NBA en México: los ajustes del Thunder

Oklahoma City, que cambió su roster para esta campaña, tiene una marca perdedora, pero sueña con playoffs

Russell Westbrook, jugador del Thunder de Oklahoma
Russell Westbrook, jugador del Thunder de Oklahoma (Reuters )

Ciudad de México

Después de perder en la primera ronda de los playoffs de la campaña pasada 1-4 ante los Rockets de Houston, a pesar de contar con el Jugador Más Valioso de la NBA, Russell Westbrook, el Thunder de Oklahoma City vivió una revolución en el verano.

Sumó como agentes libres a Patrick Patterson, de Toronto, y a Raymond Felton, de los Clippers, y realizó dos de los cambios más importantes de la pretemporada, al obtener a Paul George, de Indiana, a cambio de Victor Oladipo y Domantas Sabonis, y conseguir a Carmelo Anthony, de los Knicks, por Enes Kanter y Doug McDermott.

Sin embargo, esas modificaciones no se han reflejado de forma positiva en un equipo que el año pasado tenía marca de 14-8 tras 22 partidos, y que ahora está 10-12, en el noveno lugar de la Conferencia Oeste.

"Estamos mejorando, ha sido un gran reto porque hubo muchos cambios y todos han hecho sacrificios para adaptarse, pero me emociona la dirección en la que vamos, desearíamos que nuestro récord fuera diferente, pero no lo es, aunque queda mucha temporada por delante", reconoció el coach Billy Donovan, en su tercer año en la franquicia.

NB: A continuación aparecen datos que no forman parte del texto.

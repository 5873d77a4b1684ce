// src/models/auth.rs

use chrono::{DateTime, Utc};
use serde::{Deserialize, Serialize};
use uuid::Uuid;
use validator::Validate;

use crate::models::access::RoleInfo;

// Usuário da tabela `users`, mantida pelo provedor de senha embutido.
#[derive(Debug, Clone, Serialize, Deserialize)]
pub struct User {
    pub id: Uuid,
    pub email: String,

    #[serde(skip_serializing)] // Nunca sai em resposta
    #[serde(default)]
    pub password_hash: String,

    #[serde(default)]
    pub confirmed: bool,
    pub created_at: Option<DateTime<Utc>>,
    #[serde(default)]
    pub updated_at: Option<DateTime<Utc>>,
}

/// O usuário como o provedor de autenticação o expõe.
#[derive(Debug, Clone, PartialEq, Eq, Serialize, Deserialize)]
pub struct AuthUser {
    pub id: Uuid,
    pub email: String,
}

/// Uma sessão autenticada.
#[derive(Debug, Clone, PartialEq, Eq, Serialize, Deserialize)]
pub struct Session {
    pub access_token: String,
    pub user: AuthUser,
    pub expires_at: DateTime<Utc>,
}

// Estrutura de dados ("claims") dentro do JWT
#[derive(Debug, Clone, Serialize, Deserialize)]
pub struct Claims {
    pub sub: Uuid,
    pub email: String,
    pub exp: usize,
    pub iat: usize,
}

/// Mudanças de sessão publicadas pelo provedor.
#[derive(Debug, Clone, PartialEq, Eq)]
pub enum AuthEvent {
    SignedIn(AuthUser),
    SignedOut(Uuid),
    UserUpdated(AuthUser),
    PasswordRecovery(String),
}

impl AuthEvent {
    /// Eventos que pedem nova resolução de papel.
    pub fn refreshes_role(&self) -> bool {
        matches!(self, AuthEvent::SignedIn(_) | AuthEvent::UserUpdated(_))
    }
}

// Dados para login
#[derive(Debug, Clone, Deserialize, Validate)]
pub struct SignInPayload {
    #[validate(email(message = "O e-mail fornecido é inválido."))]
    pub email: String,
    #[validate(length(min = 6, message = "A senha deve ter no mínimo 6 caracteres."))]
    pub password: String,
}

// Dados para cadastro (auto-registro de morador)
#[derive(Debug, Clone, Deserialize, Validate)]
pub struct SignUpPayload {
    #[validate(email(message = "O e-mail fornecido é inválido."))]
    pub email: String,
    #[validate(length(min = 6, message = "A senha deve ter no mínimo 6 caracteres."))]
    pub password: String,
    #[validate(length(min = 1, message = "O nome é obrigatório."))]
    pub name: String,
    #[serde(default)]
    pub phone: Option<String>,
    /// Unidade escolhida no cadastro; cria um morador pendente.
    #[serde(default)]
    pub unit_id: Option<Uuid>,
}

#[derive(Debug, Clone, Deserialize, Validate)]
pub struct ResetPasswordPayload {
    #[validate(email(message = "O e-mail fornecido é inválido."))]
    pub email: String,
}

#[derive(Debug, Clone, Deserialize, Validate)]
pub struct UpdatePasswordPayload {
    #[validate(length(min = 6, message = "A senha deve ter no mínimo 6 caracteres."))]
    pub password: String,
}

/// Resultado do cadastro.
#[derive(Debug, Clone, PartialEq, Serialize)]
#[serde(tag = "outcome", rename_all = "snake_case")]
pub enum SignUpOutcome {
    SignedIn { token: String, access: RoleInfo },
    /// O provedor criou o usuário mas exige confirmação de e-mail.
    ConfirmationPending { user_id: Uuid, email: String },
}

// Resposta de autenticação com o token
#[derive(Debug, Clone, PartialEq, Serialize)]
pub struct AuthResponse {
    pub token: String,
    pub access: RoleInfo,
}
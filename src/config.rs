// src/config.rs

use anyhow::Context;
use sqlx::{postgres::PgPoolOptions, PgPool};
use std::{env, sync::Arc, time::Duration};

use crate::{
    adapters::{
        AnnouncementAdapter, PackageAdapter, PollAdapter, ProfileDirectory, ResidentAdapter,
        SosAdapter, VisitorAdapter,
    },
    cache::{Clock, MemoryStorage, RoleCache, SessionCache, SystemClock},
    db::{DataStore, MemoryStore, PgStore},
    services::{
        approval::ApprovalService,
        auth::AuthSession,
        dispatch::{ChannelDispatcher, Dispatcher},
        password_auth::PasswordAuth,
        role_admin::RoleAdminService,
        role_resolver::RoleResolver,
        tenant_admin::TenantAdminService,
    },
};

/// Configuração lida do ambiente (`.env` incluído).
#[derive(Debug, Clone)]
pub struct Settings {
    /// Sem `DATABASE_URL` o app roda com o banco em memória.
    pub database_url: Option<String>,
    pub jwt_secret: String,
    pub bind_addr: String,
    pub require_email_confirmation: bool,
    pub session_check_timeout: Duration,
    pub role_cache_ttl: chrono::Duration,
    pub role_session_cache_ttl_minutes: i64,
    pub profile_cache_ttl: chrono::Duration,
    pub token_ttl: chrono::Duration,
}

impl Default for Settings {
    fn default() -> Self {
        Self {
            database_url: None,
            jwt_secret: "dev-secret".to_string(),
            bind_addr: "0.0.0.0:3000".to_string(),
            require_email_confirmation: true,
            session_check_timeout: Duration::from_secs(10),
            role_cache_ttl: chrono::Duration::minutes(10),
            role_session_cache_ttl_minutes: 15,
            profile_cache_ttl: chrono::Duration::seconds(60),
            token_ttl: chrono::Duration::days(7),
        }
    }
}

impl Settings {
    pub fn from_env() -> anyhow::Result<Self> {
        dotenvy::dotenv().ok();
        let defaults = Self::default();

        Ok(Self {
            database_url: env::var("DATABASE_URL").ok().filter(|s| !s.trim().is_empty()),
            jwt_secret: env::var("JWT_SECRET").context("JWT_SECRET deve ser definido")?,
            bind_addr: env::var("BIND_ADDR").unwrap_or(defaults.bind_addr),
            require_email_confirmation: parse_var("REQUIRE_EMAIL_CONFIRMATION")?
                .unwrap_or(defaults.require_email_confirmation),
            session_check_timeout: parse_var("SESSION_CHECK_TIMEOUT_SECS")?
                .map(Duration::from_secs)
                .unwrap_or(defaults.session_check_timeout),
            role_cache_ttl: parse_var("ROLE_CACHE_TTL_MINUTES")?
                .map(chrono::Duration::minutes)
                .unwrap_or(defaults.role_cache_ttl),
            role_session_cache_ttl_minutes: parse_var("ROLE_SESSION_CACHE_TTL_MINUTES")?
                .unwrap_or(defaults.role_session_cache_ttl_minutes),
            profile_cache_ttl: parse_var("PROFILE_CACHE_TTL_SECS")?
                .map(chrono::Duration::seconds)
                .unwrap_or(defaults.profile_cache_ttl),
            token_ttl: parse_var("TOKEN_TTL_DAYS")?
                .map(chrono::Duration::days)
                .unwrap_or(defaults.token_ttl),
        })
    }
}

fn parse_var<T>(name: &str) -> anyhow::Result<Option<T>>
where
    T: std::str::FromStr,
    T::Err: std::error::Error + Send + Sync + 'static,
{
    match env::var(name) {
        Ok(raw) => {
            let value = raw
                .trim()
                .parse::<T>()
                .with_context(|| format!("{} tem valor inválido: '{}'", name, raw))?;
            Ok(Some(value))
        }
        Err(_) => Ok(None),
    }
}

/// O estado compartilhado da aplicação. Caches e serviços são criados uma
/// vez aqui e passados adiante; nada é global.
#[derive(Clone)]
pub struct AppState {
    pub settings: Arc<Settings>,
    pub db_pool: Option<PgPool>,
    pub store: Arc<dyn DataStore>,
    pub clock: Arc<dyn Clock>,
    pub role_cache: Arc<RoleCache>,
    pub profiles: Arc<ProfileDirectory>,
    pub dispatcher: Arc<dyn Dispatcher>,
    pub auth: PasswordAuth,
}

impl AppState {
    pub async fn new(settings: Settings) -> anyhow::Result<Self> {
        let (store, db_pool): (Arc<dyn DataStore>, Option<PgPool>) = match &settings.database_url {
            Some(database_url) => {
                let db_pool = PgPoolOptions::new()
                    .max_connections(5)
                    .acquire_timeout(Duration::from_secs(3))
                    .connect(database_url)
                    .await?;
                tracing::info!("✅ Conexão com o banco de dados estabelecida com sucesso!");
                (Arc::new(PgStore::new(db_pool.clone())), Some(db_pool))
            }
            None => {
                tracing::warn!("⚠️ DATABASE_URL ausente: usando banco em memória");
                (Arc::new(MemoryStore::new()), None)
            }
        };

        let dispatcher: Arc<dyn Dispatcher> = Arc::new(ChannelDispatcher::spawn(256));
        let mut state = Self::with_store(settings, store, Arc::new(SystemClock), dispatcher);
        state.db_pool = db_pool;
        Ok(state)
    }

    /// Monta o grafo de dependências sobre um `DataStore` já pronto.
    pub fn with_store(
        settings: Settings,
        store: Arc<dyn DataStore>,
        clock: Arc<dyn Clock>,
        dispatcher: Arc<dyn Dispatcher>,
    ) -> Self {
        let session = SessionCache::new(Arc::new(MemoryStorage::default()), clock.clone());
        let role_cache = Arc::new(RoleCache::new(
            settings.role_cache_ttl,
            settings.role_session_cache_ttl_minutes,
            session,
            clock.clone(),
        ));
        let profiles = Arc::new(ProfileDirectory::new(
            store.clone(),
            settings.profile_cache_ttl,
            clock.clone(),
        ));
        let auth = PasswordAuth::new(
            store.clone(),
            settings.jwt_secret.clone(),
            settings.token_ttl,
            settings.require_email_confirmation,
        );

        Self {
            settings: Arc::new(settings),
            db_pool: None,
            store,
            clock,
            role_cache,
            profiles,
            dispatcher,
            auth,
        }
    }

    // --- Serviços por requisição ---

    /// Resolvedor de papel para a sessão do provedor informado.
    pub fn resolver(&self, auth: PasswordAuth) -> RoleResolver {
        RoleResolver::new(
            Arc::new(auth),
            self.store.clone(),
            self.role_cache.clone(),
            self.profiles.clone(),
            self.settings.session_check_timeout,
        )
    }

    pub fn auth_session(&self, auth: PasswordAuth) -> AuthSession {
        AuthSession::new(
            self.resolver(auth),
            self.store.clone(),
            self.profiles.clone(),
            self.settings.session_check_timeout,
        )
    }

    // --- Adaptadores e serviços de domínio ---

    pub fn residents(&self) -> ResidentAdapter {
        ResidentAdapter::new(self.store.clone(), self.profiles.clone(), self.role_cache.clone())
    }

    pub fn packages(&self) -> PackageAdapter {
        PackageAdapter::new(self.store.clone(), self.profiles.clone(), self.dispatcher.clone())
    }

    pub fn visitors(&self) -> VisitorAdapter {
        VisitorAdapter::new(self.store.clone())
    }

    pub fn announcements(&self) -> AnnouncementAdapter {
        AnnouncementAdapter::new(self.store.clone(), self.profiles.clone())
    }

    pub fn polls(&self) -> PollAdapter {
        PollAdapter::new(self.store.clone())
    }

    pub fn sos_alerts(&self) -> SosAdapter {
        SosAdapter::new(self.store.clone(), self.profiles.clone(), self.dispatcher.clone())
    }

    pub fn approvals(&self) -> ApprovalService {
        ApprovalService::new(self.residents(), self.store.clone(), self.role_cache.clone())
    }

    pub fn role_admin(&self) -> RoleAdminService {
        RoleAdminService::new(self.store.clone(), self.role_cache.clone())
    }

    pub fn tenant_admin(&self) -> TenantAdminService {
        TenantAdminService::new(self.store.clone())
    }
}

A pesar de este comienzo decepcionante, en Oklahoma City todavía no encienden las alarmas en la segunda campaña sin Kevin Durant, y uno de los jugadores que se mantienen en el roster, el español Álex Abrines, aseguró que el proceso por el que pasa la escuadra es natural.

"No empezamos de la manera que queríamos, pero era normal, traemos muchas piezas nuevas, al principio cuesta, hasta que te conoces, sabes cómo juegan, de alguna manera te acoplas como equipo y llegas a tu mejor nivel".

Este ajuste de roles, sobre todo para los recién llegados George y Carmelo, acostumbrados a ser las figuras en sus escuadras, ha sido de aprendizaje, señaló Donovan, quien destacó la actitud de los jugadores, que conservan la armonía al interior del vestidor.

"Ha sido bueno, lo más importante es que son profesionales y que quieren hacer todo por aportar al equipo y ayudarse entre ellos, he disfrutado mi tiempo con ellos, trabajan juntos para mejorar, no solo a nivel colectivo, sino individual, para saber cuál es su rol; hasta ahora la química es positiva", explicó.

Pero ese ajuste también es para los jugadores que se mantienen en OKC. Westbrook juega un minuto más respecto a la temporada pasada, pero promedia casi 10 puntos menos y ha reducido sus tiros de campo de 24 por encuentro a 19.3.

Entre el resto del plantel, André Roberson juega cinco minutos menos, lo que se refleja en 1.7 puntos de diferencia, mientras que Abrines ha pasado de intentar cinco tiros por partido a hacerlo solo 3.8, y de registrar seis puntos a 4.1.

"Hay que tener los pies en la tierra, saber qué jugadores están, es obvio que Paul George o Carmelo son jugadores top, o (André) Roberson es un gran defensa y están por delante, lo único que tienes que hacer es fijarte en ellos, aprender, para después demostrar que puedes ayudar, lo que todo el mundo quiere es ganar, los números individuales son lo que menos importa".

LA ESPERANZA

Una situación similar a la del Thunder, la vivió el Heat de Miami para la temporada 2010-11, cuando pasó de tener a Dwyane Wade como única a estrella, a acompañarlo con LeBron James y Chris Bosh y el coach de ese conjunto, Erik Spoelstra, anticipó que los cambios en el Thunder se notarán en la segunda mitad de la campaña.

"Lo arreglarán, son ganadores, toma tiempo en esta Liga, sobre todo cuando tienes talentos con diferentes roles a los de sus equipos anteriores, pero defienden a un nivel muy alto, me recuerda al Heat de 2010-11, en la segunda mitad de la temporada le dimos la vuelta a la situación (perdió las Finales), creo que ellos harán lo mismo".

A pesar de fijar la atención en el ataque, a la defensiva, el Thunder es la cuarta escuadra que menos puntos permite por encuentro (99), por lo que bastaría con corregir un poco la ofensiva (102.1, 24 de la Liga), para acercarse a un récord ganador.

"Lo que tenemos que hacer es controlar esos pequeños detalles, como mover la pelota, somos de los mejores de la Liga a la defensiva, pero los partidos se ganan en los dos lados de la duela", concluyó Abrines.